Work task :: Across the listing below, how many lines contain the string "ContextEntry"? Only the number is needed.

Dataset records ::
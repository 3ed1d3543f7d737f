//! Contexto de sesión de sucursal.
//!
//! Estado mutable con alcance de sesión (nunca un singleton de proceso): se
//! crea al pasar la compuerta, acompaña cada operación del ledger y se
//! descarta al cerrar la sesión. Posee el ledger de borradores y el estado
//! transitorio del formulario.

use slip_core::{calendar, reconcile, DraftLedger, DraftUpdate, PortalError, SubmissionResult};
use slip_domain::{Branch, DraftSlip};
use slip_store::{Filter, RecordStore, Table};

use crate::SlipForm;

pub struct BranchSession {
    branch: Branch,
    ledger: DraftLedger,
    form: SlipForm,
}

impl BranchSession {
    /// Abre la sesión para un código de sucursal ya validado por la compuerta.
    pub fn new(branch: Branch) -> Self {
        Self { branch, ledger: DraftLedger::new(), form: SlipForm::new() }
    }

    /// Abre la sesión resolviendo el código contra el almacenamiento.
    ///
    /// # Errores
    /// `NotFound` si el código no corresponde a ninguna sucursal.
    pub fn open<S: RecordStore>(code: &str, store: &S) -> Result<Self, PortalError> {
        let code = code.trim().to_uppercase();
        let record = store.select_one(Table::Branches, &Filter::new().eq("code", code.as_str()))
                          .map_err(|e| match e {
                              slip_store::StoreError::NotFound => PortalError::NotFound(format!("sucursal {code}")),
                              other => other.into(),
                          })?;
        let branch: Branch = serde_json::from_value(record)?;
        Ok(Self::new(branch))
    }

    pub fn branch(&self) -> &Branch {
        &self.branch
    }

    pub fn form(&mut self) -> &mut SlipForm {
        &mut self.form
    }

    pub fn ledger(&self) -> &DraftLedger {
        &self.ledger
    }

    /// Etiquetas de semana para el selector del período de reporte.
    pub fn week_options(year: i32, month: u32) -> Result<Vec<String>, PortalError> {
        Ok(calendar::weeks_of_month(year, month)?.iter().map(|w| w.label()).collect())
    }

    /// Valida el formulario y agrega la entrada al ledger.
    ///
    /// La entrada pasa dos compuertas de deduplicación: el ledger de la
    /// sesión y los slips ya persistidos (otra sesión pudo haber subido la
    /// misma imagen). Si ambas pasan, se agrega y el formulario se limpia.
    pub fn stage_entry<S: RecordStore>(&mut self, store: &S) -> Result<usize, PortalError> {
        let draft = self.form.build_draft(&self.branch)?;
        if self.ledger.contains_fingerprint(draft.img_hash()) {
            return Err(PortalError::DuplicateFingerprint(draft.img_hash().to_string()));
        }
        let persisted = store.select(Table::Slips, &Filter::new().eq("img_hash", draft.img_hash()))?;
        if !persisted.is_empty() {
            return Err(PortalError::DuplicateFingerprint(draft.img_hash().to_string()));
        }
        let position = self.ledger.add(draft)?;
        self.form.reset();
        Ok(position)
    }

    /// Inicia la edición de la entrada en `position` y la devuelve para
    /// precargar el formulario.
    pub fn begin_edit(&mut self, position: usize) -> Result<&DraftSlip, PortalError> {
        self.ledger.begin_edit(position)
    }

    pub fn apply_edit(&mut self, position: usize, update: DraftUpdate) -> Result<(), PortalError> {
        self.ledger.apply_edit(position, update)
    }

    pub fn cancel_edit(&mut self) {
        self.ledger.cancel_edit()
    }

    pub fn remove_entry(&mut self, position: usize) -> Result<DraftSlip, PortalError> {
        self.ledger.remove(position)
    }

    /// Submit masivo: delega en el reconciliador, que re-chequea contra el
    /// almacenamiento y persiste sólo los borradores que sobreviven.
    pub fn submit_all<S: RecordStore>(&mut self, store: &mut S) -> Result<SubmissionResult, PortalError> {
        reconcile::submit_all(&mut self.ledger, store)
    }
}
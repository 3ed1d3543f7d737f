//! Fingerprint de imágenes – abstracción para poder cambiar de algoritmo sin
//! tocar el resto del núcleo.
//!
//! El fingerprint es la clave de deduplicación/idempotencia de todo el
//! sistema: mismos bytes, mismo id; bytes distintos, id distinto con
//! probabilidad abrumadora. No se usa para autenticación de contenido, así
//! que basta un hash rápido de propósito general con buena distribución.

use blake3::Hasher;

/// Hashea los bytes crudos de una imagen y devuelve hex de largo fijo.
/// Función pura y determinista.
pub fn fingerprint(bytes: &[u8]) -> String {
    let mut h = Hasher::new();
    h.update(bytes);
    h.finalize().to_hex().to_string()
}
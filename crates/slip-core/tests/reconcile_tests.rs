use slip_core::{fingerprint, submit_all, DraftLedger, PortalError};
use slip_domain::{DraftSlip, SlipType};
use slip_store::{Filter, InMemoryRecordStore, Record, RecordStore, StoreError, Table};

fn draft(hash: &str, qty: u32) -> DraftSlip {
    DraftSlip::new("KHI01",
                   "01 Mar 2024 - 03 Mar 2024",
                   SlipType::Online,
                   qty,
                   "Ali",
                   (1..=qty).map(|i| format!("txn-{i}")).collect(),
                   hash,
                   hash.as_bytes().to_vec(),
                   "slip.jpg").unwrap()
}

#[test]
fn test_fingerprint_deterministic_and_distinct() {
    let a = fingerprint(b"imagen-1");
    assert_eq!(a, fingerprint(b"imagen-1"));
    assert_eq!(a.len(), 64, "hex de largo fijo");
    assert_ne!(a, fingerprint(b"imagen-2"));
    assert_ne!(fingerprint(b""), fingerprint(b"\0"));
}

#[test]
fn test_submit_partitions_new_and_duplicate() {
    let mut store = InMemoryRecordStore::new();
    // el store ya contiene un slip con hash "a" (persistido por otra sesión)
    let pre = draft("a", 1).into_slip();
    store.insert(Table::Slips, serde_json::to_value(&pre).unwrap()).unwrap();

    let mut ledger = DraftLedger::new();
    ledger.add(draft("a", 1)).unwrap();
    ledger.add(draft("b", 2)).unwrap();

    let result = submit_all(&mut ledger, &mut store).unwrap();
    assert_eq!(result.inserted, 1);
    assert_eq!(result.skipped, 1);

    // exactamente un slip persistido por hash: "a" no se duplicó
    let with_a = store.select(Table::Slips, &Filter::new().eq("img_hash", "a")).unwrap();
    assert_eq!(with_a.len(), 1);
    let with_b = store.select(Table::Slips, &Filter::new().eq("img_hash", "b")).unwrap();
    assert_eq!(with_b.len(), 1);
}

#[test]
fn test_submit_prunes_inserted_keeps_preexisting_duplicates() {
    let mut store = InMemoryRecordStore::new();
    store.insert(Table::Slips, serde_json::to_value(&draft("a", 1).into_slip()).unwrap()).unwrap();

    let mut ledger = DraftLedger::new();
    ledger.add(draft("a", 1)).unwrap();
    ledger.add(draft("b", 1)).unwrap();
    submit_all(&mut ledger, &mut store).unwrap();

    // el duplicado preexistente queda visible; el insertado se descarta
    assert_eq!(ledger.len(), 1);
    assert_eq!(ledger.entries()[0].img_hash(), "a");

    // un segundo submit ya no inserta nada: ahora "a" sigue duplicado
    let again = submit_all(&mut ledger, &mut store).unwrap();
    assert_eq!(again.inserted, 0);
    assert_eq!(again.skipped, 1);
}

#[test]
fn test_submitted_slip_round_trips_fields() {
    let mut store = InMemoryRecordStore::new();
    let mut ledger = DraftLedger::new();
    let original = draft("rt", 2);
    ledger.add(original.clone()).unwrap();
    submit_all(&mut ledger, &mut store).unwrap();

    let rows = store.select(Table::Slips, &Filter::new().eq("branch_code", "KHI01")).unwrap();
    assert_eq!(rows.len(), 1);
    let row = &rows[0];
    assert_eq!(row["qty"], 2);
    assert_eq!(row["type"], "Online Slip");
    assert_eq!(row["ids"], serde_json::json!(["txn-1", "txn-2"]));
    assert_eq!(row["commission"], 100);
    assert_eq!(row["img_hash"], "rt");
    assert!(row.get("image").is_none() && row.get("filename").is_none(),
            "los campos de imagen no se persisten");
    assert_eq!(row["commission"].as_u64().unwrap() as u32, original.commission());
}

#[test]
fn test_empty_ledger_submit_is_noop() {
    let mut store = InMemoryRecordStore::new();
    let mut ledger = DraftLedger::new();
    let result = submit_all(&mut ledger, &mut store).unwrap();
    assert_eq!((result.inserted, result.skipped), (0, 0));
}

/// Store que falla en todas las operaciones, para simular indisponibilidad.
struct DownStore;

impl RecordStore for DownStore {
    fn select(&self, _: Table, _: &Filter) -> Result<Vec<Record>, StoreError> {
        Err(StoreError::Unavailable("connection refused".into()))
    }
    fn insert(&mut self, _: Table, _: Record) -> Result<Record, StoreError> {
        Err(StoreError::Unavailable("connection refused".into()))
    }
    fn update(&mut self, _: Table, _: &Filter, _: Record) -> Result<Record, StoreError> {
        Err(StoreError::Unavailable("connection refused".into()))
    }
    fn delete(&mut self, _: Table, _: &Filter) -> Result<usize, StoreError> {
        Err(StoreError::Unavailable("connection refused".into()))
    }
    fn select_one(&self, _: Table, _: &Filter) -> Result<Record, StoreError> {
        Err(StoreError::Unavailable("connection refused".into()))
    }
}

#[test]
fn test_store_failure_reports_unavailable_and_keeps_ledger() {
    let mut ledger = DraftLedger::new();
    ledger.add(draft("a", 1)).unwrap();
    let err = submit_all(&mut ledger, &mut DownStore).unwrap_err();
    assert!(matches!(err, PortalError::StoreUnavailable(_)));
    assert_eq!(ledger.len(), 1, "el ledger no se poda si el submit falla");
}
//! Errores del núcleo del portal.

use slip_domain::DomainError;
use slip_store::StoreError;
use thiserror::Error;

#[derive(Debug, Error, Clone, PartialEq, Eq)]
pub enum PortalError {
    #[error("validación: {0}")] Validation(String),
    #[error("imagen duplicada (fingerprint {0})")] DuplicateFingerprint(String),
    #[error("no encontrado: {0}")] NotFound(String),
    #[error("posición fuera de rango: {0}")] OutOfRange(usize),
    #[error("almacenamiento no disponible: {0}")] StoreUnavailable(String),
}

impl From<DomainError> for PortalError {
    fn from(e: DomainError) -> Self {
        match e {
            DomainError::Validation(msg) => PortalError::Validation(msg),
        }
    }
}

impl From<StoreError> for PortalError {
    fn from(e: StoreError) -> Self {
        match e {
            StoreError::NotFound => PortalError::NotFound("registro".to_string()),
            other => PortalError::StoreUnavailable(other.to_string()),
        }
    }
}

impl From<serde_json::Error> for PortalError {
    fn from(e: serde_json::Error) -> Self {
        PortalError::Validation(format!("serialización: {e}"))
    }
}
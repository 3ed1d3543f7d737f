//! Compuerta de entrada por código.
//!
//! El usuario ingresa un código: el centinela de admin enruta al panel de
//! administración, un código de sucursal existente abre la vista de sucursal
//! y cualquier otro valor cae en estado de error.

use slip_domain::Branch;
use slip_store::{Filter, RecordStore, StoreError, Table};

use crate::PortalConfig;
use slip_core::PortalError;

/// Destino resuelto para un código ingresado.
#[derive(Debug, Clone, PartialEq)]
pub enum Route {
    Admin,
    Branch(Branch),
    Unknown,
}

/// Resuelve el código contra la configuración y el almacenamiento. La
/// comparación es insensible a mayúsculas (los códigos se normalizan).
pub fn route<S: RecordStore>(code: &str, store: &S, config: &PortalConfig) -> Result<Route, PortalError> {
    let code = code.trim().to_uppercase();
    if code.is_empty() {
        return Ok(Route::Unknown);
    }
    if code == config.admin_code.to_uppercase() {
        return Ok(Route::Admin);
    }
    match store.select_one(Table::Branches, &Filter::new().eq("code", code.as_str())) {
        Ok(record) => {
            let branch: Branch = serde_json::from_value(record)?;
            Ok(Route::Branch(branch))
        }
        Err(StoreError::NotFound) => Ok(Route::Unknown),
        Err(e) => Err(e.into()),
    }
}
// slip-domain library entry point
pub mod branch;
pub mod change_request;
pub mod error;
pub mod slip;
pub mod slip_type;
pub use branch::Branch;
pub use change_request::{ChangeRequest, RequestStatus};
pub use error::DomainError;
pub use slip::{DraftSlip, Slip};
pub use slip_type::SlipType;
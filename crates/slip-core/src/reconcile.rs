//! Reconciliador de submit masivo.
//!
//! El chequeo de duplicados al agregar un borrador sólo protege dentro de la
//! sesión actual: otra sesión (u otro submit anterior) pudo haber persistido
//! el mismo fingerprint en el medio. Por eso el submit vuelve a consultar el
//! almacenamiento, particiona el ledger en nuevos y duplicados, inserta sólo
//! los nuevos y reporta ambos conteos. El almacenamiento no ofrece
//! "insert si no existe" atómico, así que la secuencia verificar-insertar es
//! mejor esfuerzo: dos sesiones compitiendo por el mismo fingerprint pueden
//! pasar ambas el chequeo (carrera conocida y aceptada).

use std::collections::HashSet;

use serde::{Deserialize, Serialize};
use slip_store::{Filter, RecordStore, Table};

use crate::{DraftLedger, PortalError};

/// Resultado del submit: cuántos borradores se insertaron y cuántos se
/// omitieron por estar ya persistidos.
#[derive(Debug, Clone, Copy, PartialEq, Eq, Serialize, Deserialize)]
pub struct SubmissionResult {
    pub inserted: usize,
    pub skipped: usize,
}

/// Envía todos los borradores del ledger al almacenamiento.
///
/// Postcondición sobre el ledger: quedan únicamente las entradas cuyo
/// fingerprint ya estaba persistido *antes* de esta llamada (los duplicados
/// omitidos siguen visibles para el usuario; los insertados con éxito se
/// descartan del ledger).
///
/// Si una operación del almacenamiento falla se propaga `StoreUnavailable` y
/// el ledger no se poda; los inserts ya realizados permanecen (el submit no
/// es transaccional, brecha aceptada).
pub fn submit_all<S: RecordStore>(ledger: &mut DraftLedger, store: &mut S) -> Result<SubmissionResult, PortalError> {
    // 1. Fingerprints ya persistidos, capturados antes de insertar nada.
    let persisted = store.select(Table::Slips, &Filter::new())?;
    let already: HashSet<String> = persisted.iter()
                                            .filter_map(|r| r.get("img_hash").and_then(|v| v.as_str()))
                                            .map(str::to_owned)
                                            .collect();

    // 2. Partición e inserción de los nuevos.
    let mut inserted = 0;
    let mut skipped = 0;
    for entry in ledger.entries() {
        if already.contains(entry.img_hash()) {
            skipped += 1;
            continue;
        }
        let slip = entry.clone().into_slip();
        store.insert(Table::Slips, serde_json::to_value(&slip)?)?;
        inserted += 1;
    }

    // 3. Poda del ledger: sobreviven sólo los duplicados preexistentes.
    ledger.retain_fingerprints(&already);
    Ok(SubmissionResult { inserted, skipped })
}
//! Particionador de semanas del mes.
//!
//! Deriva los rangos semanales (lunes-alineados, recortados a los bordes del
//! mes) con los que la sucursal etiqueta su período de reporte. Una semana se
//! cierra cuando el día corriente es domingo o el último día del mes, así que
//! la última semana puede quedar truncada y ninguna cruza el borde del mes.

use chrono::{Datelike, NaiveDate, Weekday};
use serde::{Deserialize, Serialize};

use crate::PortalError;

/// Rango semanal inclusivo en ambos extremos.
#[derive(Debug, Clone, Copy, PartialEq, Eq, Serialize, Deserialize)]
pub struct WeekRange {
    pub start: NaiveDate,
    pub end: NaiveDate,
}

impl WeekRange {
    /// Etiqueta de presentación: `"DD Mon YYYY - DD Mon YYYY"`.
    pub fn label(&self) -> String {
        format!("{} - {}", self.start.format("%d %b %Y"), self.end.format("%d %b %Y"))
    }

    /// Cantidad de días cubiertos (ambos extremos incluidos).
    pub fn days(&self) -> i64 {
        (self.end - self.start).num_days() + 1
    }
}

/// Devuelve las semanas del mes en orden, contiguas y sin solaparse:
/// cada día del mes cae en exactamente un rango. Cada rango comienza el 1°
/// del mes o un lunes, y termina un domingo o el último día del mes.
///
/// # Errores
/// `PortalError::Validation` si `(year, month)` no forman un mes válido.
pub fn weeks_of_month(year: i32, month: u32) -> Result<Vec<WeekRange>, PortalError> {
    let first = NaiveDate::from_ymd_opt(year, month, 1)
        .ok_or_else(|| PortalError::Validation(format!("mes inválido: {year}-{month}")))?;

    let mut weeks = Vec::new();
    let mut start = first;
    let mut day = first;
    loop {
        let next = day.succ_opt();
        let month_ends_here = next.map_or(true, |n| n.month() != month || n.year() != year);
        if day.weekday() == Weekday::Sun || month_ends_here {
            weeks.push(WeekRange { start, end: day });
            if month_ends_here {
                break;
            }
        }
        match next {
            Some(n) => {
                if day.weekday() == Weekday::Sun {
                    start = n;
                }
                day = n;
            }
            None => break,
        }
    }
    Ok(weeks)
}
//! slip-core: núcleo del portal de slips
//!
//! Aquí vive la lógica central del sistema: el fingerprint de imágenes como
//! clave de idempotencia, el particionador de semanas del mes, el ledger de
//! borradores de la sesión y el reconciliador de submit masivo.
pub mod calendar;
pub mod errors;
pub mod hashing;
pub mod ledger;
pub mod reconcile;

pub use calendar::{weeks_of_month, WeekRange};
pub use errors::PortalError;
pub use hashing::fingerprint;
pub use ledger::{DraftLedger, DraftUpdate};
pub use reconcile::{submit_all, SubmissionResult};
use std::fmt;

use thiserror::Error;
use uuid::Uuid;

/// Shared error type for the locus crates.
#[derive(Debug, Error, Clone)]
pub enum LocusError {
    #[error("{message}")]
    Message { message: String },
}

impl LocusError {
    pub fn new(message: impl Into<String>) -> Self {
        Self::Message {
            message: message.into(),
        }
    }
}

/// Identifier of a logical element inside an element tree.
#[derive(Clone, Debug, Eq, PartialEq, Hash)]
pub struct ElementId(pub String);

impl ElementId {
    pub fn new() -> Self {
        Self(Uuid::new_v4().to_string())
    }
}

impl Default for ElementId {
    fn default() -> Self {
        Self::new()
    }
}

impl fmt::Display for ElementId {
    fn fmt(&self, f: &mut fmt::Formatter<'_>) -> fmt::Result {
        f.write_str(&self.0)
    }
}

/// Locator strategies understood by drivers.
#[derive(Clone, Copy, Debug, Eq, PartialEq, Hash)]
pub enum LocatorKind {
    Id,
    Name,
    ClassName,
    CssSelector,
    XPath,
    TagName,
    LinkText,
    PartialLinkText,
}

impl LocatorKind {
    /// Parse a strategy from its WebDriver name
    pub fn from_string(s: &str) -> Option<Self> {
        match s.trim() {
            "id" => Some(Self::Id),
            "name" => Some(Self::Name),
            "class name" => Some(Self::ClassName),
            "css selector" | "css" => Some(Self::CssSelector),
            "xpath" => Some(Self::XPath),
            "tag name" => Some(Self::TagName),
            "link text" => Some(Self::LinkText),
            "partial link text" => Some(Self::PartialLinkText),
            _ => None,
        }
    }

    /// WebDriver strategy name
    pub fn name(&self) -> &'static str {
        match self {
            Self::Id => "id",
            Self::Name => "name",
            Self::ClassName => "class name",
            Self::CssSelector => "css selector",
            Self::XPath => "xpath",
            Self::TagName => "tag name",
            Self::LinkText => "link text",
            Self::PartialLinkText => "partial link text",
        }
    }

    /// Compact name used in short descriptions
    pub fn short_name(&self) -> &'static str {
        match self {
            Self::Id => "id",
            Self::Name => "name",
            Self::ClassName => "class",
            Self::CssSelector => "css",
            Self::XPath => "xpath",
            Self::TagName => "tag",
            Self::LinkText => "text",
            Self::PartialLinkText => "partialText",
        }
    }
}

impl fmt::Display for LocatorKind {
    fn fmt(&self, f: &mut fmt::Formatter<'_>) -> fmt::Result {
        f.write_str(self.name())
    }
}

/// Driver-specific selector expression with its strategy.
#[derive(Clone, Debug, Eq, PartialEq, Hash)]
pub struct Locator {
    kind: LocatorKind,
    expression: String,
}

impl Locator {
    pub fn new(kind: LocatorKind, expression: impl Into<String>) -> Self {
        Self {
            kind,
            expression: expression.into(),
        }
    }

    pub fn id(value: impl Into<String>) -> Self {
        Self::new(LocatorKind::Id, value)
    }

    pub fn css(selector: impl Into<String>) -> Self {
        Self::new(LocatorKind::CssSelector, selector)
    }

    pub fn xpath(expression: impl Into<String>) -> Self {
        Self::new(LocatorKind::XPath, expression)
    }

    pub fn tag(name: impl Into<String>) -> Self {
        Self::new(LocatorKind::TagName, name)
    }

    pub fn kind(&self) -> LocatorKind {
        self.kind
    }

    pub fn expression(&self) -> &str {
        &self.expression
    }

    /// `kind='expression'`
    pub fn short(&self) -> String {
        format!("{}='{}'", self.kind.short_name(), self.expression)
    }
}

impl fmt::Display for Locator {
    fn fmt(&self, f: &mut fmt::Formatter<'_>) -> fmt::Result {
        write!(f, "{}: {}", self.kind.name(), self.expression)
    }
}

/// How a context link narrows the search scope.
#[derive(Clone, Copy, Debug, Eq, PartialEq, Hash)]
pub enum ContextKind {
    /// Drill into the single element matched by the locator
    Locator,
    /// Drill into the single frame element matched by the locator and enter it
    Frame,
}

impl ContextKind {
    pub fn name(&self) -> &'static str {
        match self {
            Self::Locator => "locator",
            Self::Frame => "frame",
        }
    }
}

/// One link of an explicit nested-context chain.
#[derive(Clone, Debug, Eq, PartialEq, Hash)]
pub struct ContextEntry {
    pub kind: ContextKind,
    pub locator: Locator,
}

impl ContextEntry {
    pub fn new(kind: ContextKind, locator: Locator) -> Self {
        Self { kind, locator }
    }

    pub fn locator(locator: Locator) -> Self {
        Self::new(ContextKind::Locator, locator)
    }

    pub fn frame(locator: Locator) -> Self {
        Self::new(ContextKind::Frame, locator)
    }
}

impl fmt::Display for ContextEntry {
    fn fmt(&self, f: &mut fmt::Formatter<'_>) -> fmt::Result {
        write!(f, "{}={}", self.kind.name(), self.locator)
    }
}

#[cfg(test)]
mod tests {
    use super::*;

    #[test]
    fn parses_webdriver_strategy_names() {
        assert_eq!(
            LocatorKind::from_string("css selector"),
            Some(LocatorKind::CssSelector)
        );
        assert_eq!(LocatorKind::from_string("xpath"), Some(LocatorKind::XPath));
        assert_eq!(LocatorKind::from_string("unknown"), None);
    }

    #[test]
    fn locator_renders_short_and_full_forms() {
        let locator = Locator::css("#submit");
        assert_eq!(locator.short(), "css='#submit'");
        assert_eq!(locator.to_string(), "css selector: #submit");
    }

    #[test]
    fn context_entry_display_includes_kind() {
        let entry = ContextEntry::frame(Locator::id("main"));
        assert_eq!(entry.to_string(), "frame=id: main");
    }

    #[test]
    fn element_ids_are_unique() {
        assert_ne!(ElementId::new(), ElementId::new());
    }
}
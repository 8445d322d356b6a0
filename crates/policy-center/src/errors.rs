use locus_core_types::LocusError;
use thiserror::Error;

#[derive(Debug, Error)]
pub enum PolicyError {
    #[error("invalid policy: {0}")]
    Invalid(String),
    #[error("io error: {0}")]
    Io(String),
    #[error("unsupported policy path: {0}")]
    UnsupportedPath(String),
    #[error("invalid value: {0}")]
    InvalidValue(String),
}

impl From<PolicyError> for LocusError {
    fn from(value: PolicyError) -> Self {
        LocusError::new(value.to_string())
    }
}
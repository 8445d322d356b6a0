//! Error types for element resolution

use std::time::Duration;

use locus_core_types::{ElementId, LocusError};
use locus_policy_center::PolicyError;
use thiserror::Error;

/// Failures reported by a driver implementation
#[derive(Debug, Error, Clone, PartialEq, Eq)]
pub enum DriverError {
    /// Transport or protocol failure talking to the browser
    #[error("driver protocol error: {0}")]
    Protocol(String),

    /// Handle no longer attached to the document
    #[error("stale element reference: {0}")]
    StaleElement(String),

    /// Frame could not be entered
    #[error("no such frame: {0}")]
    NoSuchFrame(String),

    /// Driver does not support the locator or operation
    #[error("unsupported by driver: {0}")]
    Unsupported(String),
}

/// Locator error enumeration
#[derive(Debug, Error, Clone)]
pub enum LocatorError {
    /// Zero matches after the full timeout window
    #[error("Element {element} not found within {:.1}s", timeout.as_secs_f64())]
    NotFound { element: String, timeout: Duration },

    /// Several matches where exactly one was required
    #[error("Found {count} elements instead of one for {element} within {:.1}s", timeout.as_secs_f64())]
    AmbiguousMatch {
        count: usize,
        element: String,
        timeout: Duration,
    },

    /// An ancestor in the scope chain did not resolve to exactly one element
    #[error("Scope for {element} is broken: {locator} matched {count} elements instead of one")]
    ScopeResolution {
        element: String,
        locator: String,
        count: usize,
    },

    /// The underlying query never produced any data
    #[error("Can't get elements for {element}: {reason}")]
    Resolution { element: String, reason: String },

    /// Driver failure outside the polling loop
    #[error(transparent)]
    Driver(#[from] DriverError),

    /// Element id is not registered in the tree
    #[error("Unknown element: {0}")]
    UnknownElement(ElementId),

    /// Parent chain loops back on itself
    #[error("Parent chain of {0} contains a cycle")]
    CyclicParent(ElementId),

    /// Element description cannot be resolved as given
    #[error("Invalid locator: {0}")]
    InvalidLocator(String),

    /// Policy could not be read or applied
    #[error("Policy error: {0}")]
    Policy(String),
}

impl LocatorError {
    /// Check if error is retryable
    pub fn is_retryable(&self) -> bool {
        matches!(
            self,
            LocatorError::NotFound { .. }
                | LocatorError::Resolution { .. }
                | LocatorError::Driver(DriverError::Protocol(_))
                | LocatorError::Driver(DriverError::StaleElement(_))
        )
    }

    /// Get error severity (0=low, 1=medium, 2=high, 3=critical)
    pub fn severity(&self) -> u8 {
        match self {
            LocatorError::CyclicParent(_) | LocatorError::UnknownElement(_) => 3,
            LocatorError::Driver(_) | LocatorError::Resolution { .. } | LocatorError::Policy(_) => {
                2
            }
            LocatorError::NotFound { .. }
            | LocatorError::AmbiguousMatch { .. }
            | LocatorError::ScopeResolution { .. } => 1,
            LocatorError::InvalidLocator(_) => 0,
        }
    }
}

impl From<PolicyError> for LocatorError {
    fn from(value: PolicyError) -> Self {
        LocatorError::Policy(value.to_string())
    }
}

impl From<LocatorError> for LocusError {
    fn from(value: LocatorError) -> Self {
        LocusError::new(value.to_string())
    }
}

Final answer :: 4